Abrí la puerta de una patada y bajé tambaleándome; tenía las piernas como unos amortiguadores gastados.

Las tres figuras humeantes se habían detenido en el linde del huerto. Ahora avanzaban despacio mientras adquirían forma sólida. Les salieron brazos y piernas. En sus caras se formaron ojos y bocas abiertas hambrientas.

Apolo y Meg bajaron detrás de mí, mientras que Percy y Annabeth estaban teniendo problemas para bajar del Prius. Necesitaban tiempo.

Desenganché mi espada, que cobró forma en mi mano.

—¡Atrás!—ordené.

—¡Sí, alto!—añadió la antigua deidad—. ¡Soy el dios Apolo!

Los espíritus se detuvieron. Se quedaron flotando a unos doce metros de nosotros.

Oí gruñir a Annabeth mientras saltaba del asiento trasero. Percy salió con dificultad detrás de ella.

Apolo avanzó hacia los espíritus, el barro cubierto de hielo crujió bajo sus zapatillas.

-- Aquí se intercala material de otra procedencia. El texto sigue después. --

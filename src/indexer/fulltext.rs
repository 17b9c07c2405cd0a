use std::sync::Arc;
use std::thread::{self, JoinHandle};
use std::time::Duration;

use log::{debug, info, warn};
use parking_lot::Mutex;

use crate::app::{App, Component};
use crate::config::EngineConfig;
use crate::context::Context;
use crate::domain::relation::FULLTEXT_KEYS;
use crate::domain::{keys, Details};
use crate::error::{EngineError, Result};
use crate::ftsearch::{AutoBatcher, DocPath, FtSearch, SearchDoc};
use crate::objectstore::ObjectStore;
use crate::source::SourceRegistry;
use crate::spaceindex::SpaceIndex;

struct Worker {
    store: Arc<ObjectStore>,
    fts: Arc<FtSearch>,
    registry: Option<Arc<SourceRegistry>>,
    batch_size: usize,
    max_docs: usize,
    max_bytes: usize,
}

/// Background drain of the full-text queue into the search index.
pub struct FulltextIndexer {
    worker: Arc<Worker>,
    interval: Duration,
    ctx: Context,
    handle: Mutex<Option<JoinHandle<()>>>,
}

impl FulltextIndexer {
    /// `registry` lets the worker split documents into per-block entries;
    /// without it only relation values are indexed.
    pub fn new(
        config: &EngineConfig,
        store: Arc<ObjectStore>,
        fts: Arc<FtSearch>,
        registry: Option<Arc<SourceRegistry>>,
    ) -> Self {
        Self {
            worker: Arc::new(Worker {
                store,
                fts,
                registry,
                batch_size: config.fulltext_batch_size.max(1),
                max_docs: config.fts_max_docs,
                max_bytes: config.fts_max_bytes,
            }),
            interval: config.fulltext_interval(),
            ctx: Context::new(),
            handle: Mutex::new(None),
        }
    }

    /// Starts the periodic drain. Calling it twice is a no-op.
    pub fn run(&self) -> Result<()> {
        let mut handle = self.handle.lock();
        if handle.is_some() {
            return Ok(());
        }
        let worker = self.worker.clone();
        let ctx = self.ctx.clone();
        let interval = self.interval;
        let spawned = thread::Builder::new()
            .name("fulltext-indexer".into())
            .spawn(move || {
                while !ctx.wait(interval) {
                    match worker.drain(&ctx) {
                        Ok(0) | Err(EngineError::Cancelled) => {}
                        Ok(n) => debug!("full-text indexer processed {n} ids"),
                        Err(e) => warn!("full-text indexing failed: {e}"),
                    }
                }
                debug!("full-text indexer stopped");
            })?;
        *handle = Some(spawned);
        info!("full-text indexer started, interval {:?}", self.interval);
        Ok(())
    }

    /// Processes everything queued right now on the calling thread.
    pub fn drain(&self, ctx: &Context) -> Result<usize> {
        self.worker.drain(ctx)
    }

    /// Stops the worker and waits for the batch in flight.
    pub fn close(&self) {
        self.ctx.cancel();
        if let Some(handle) = self.handle.lock().take() {
            if handle.join().is_err() {
                warn!("full-text indexer thread panicked");
            }
        }
    }
}

impl Drop for FulltextIndexer {
    fn drop(&mut self) {
        self.close();
    }
}

impl Worker {
    fn drain(&self, ctx: &Context) -> Result<usize> {
        self.store
            .common()
            .batch_process_full_text_queue(ctx, self.batch_size, |ids| self.index_batch(ctx, ids))
    }

    /// Replaces every doc of `ids`. Objects that are gone or deleted end up
    /// with no docs at all.
    fn index_batch(&self, ctx: &Context, ids: &[String]) -> Result<()> {
        let mut batcher = self.fts.new_auto_batcher(self.max_docs, self.max_bytes);
        for id in ids {
            ctx.check()?;
            batcher.delete_doc(id);
            let space_id = match self.store.common().resolve_space_id(id) {
                Ok(space_id) => space_id,
                Err(e) if e.is_not_found() => {
                    debug!("{id} has no space, dropping its docs");
                    continue;
                }
                Err(e) => return Err(e),
            };
            let Some(space) = self.store.existing_space_index(&space_id)? else {
                continue;
            };
            let details = space.get_details(id)?;
            if details.len() <= 1 || details.get_bool(keys::IS_DELETED) {
                continue;
            }
            self.emit_docs(&mut batcher, &space, id, &space_id, &details)?;
        }
        batcher.finish()
    }

    fn emit_docs(
        &self,
        batcher: &mut AutoBatcher<'_>,
        space: &SpaceIndex,
        id: &str,
        space_id: &str,
        details: &Details,
    ) -> Result<()> {
        let blocks = self.text_blocks(space_id, id);
        for key in FULLTEXT_KEYS {
            let value = if *key == keys::SNIPPET {
                if !blocks.is_empty() {
                    continue;
                }
                // The snippet lives in its own table, not in the details.
                match details.get_str(key) {
                    Some(v) => v.to_string(),
                    None => space.get_snippet(id)?,
                }
            } else {
                match details.get_str(key) {
                    Some(v) => v.to_string(),
                    None => continue,
                }
            };
            if value.trim().is_empty() {
                continue;
            }
            let doc_id = DocPath::relation(id, key);
            let doc = if *key == keys::NAME {
                SearchDoc::new(&doc_id, space_id, &value, "")
            } else {
                SearchDoc::new(&doc_id, space_id, "", &value)
            };
            batcher.update_doc(doc)?;
        }
        for (block_id, text) in blocks {
            batcher.update_doc(SearchDoc::new(&DocPath::block(id, &block_id), space_id, "", &text))?;
        }
        Ok(())
    }

    fn text_blocks(&self, space_id: &str, id: &str) -> Vec<(String, String)> {
        let Some(registry) = &self.registry else {
            return Vec::new();
        };
        match registry.new_source(space_id, id).and_then(|s| s.read_doc(None)) {
            Ok(state) => state.text_blocks(),
            Err(e) => {
                debug!("no document for {id}, indexing relations only: {e}");
                Vec::new()
            }
        }
    }
}

impl Component for FulltextIndexer {
    fn name(&self) -> &'static str {
        "fulltext"
    }

    fn init(&self, app: &App) -> Result<()> {
        app.component::<ObjectStore>()?;
        app.component::<FtSearch>()?;
        if self.worker.registry.is_some() {
            app.component::<SourceRegistry>()?;
        }
        Ok(())
    }

    fn run(&self, _ctx: &Context) -> Result<()> {
        FulltextIndexer::run(self)
    }

    fn close(&self) -> Result<()> {
        FulltextIndexer::close(self);
        Ok(())
    }
}

#[cfg(test)]
mod tests {
    use super::*;
    use crate::ftsearch::HighlightFormat;

    struct Fixture {
        store: Arc<ObjectStore>,
        fts: Arc<FtSearch>,
        indexer: FulltextIndexer,
        _dir: tempfile::TempDir,
    }

    fn fixture() -> Fixture {
        let dir = tempfile::tempdir().unwrap();
        let config = EngineConfig {
            map_size: 16 * 1024 * 1024,
            fulltext_interval_ms: 20,
            ..EngineConfig::default()
        }
        .with_repo_path(dir.path());
        let fts = Arc::new(FtSearch::open(&config).unwrap());
        let store = Arc::new(ObjectStore::open(&config, Some(fts.clone())).unwrap());
        let indexer = FulltextIndexer::new(&config, store.clone(), fts.clone(), None);
        Fixture {
            store,
            fts,
            indexer,
            _dir: dir,
        }
    }

    fn put(fx: &Fixture, id: &str, name: &str, description: &str) {
        let space = fx.store.space_index("space1").unwrap();
        let mut d = Details::with_id(id);
        d.set(keys::NAME, name);
        d.set(keys::DESCRIPTION, description);
        space.update_object_details(&Context::new(), id, d).unwrap();
        space.update_object_snippet(id, description).unwrap();
    }

    fn hit_ids(fx: &Fixture, text: &str) -> Vec<String> {
        let mut ids: Vec<String> = fx
            .fts
            .search(&["space1".to_string()], HighlightFormat::Text, text)
            .unwrap()
            .into_iter()
            .map(|h| h.id)
            .collect();
        ids.sort();
        ids
    }

    #[test]
    fn test_drain_indexes_relation_docs() {
        let fx = fixture();
        put(&fx, "obj1", "Groceries", "buy oranges");
        assert_eq!(fx.store.common().full_text_queue_len().unwrap(), 1);

        assert_eq!(fx.indexer.drain(&Context::new()).unwrap(), 1);
        assert_eq!(fx.store.common().full_text_queue_len().unwrap(), 0);
        assert!(fx.fts.has_doc("obj1/r/name"));
        assert!(fx.fts.has_doc("obj1/r/description"));
        assert!(fx.fts.has_doc("obj1/r/snippet"));
        assert_eq!(hit_ids(&fx, "groceries"), vec!["obj1/r/name".to_string()]);
    }

    #[test]
    fn test_snippet_table_feeds_snippet_doc() {
        let fx = fixture();
        let space = fx.store.space_index("space1").unwrap();
        let mut d = Details::with_id("obj2");
        d.set(keys::NAME, "Notes");
        space.update_object_details(&Context::new(), "obj2", d).unwrap();
        space.update_object_snippet("obj2", "pick up parcels").unwrap();
        assert_eq!(space.get_details("obj2").unwrap().get_str(keys::SNIPPET), None);

        fx.indexer.drain(&Context::new()).unwrap();
        assert!(fx.fts.has_doc("obj2/r/snippet"));
        assert_eq!(hit_ids(&fx, "parcels"), vec!["obj2/r/snippet".to_string()]);
    }

    #[test]
    fn test_reindex_replaces_stale_docs() {
        let fx = fixture();
        put(&fx, "obj1", "First", "");
        fx.indexer.drain(&Context::new()).unwrap();
        assert!(fx.fts.has_doc("obj1/r/name"));

        let space = fx.store.space_index("space1").unwrap();
        let mut d = Details::with_id("obj1");
        d.set(keys::DESCRIPTION, "only a description");
        space.update_object_details(&Context::new(), "obj1", d).unwrap();
        fx.store.common().add_to_index_queue(&["obj1".to_string()]).unwrap();
        fx.indexer.drain(&Context::new()).unwrap();

        assert!(!fx.fts.has_doc("obj1/r/name"));
        assert!(fx.fts.has_doc("obj1/r/description"));
    }

    #[test]
    fn test_unknown_and_deleted_objects_have_no_docs() {
        let fx = fixture();
        put(&fx, "obj1", "Doomed", "");
        fx.indexer.drain(&Context::new()).unwrap();
        fx.store.space_index("space1").unwrap().delete_object("obj1").unwrap();
        fx.store
            .common()
            .add_to_index_queue(&["obj1".to_string(), "ghost".to_string()])
            .unwrap();

        assert_eq!(fx.indexer.drain(&Context::new()).unwrap(), 2);
        let mut count = 0;
        fx.fts.iterate("obj1", |_| {
            count += 1;
            true
        });
        assert_eq!(count, 0);
    }

    #[test]
    fn test_background_worker_drains_queue() {
        let fx = fixture();
        fx.indexer.run().unwrap();
        fx.indexer.run().unwrap();
        put(&fx, "obj1", "Background", "");
        for _ in 0..200 {
            if fx.fts.has_doc("obj1/r/name") {
                break;
            }
            thread::sleep(Duration::from_millis(10));
        }
        fx.indexer.close();
        assert!(fx.fts.has_doc("obj1/r/name"));
    }
}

Su respiración formaba vaho en el aire frío. Alzó la mano e hizo un gesto levantando tres dedos en forma de garra.

—¡Dejadnos o pereced!—les dijo a los espíritus—. ¡BLOFIS!

Las siluetas humeantes temblaron brevemente. Comencé a esperanzarme, pero de inmediato se solidificaron y se transformaron en cadáveres macabros con los ojos amarillos. Iban cubiertos con harapos y tenían las extremidades llenas de heridas abiertas y llagas supurantes.

—Vaya, hombre—Apolo tragó saliva—. Ahora me acuerdo.

Meg, yo, Percy y Annabeth nos pusimos dos a cada lado suyo. Percy convirtió su bolígrafo en una hoja reluciente de bronce celestial con un sonido metálico.

—¿De qué te acuerdas?—preguntó—. ¿De cómo matar a estas cosas?

—No—contestó Apolo—. Me acuerdo de lo que son: nosoi, espíritus de las plagas. Y también... de que no se los puede matar.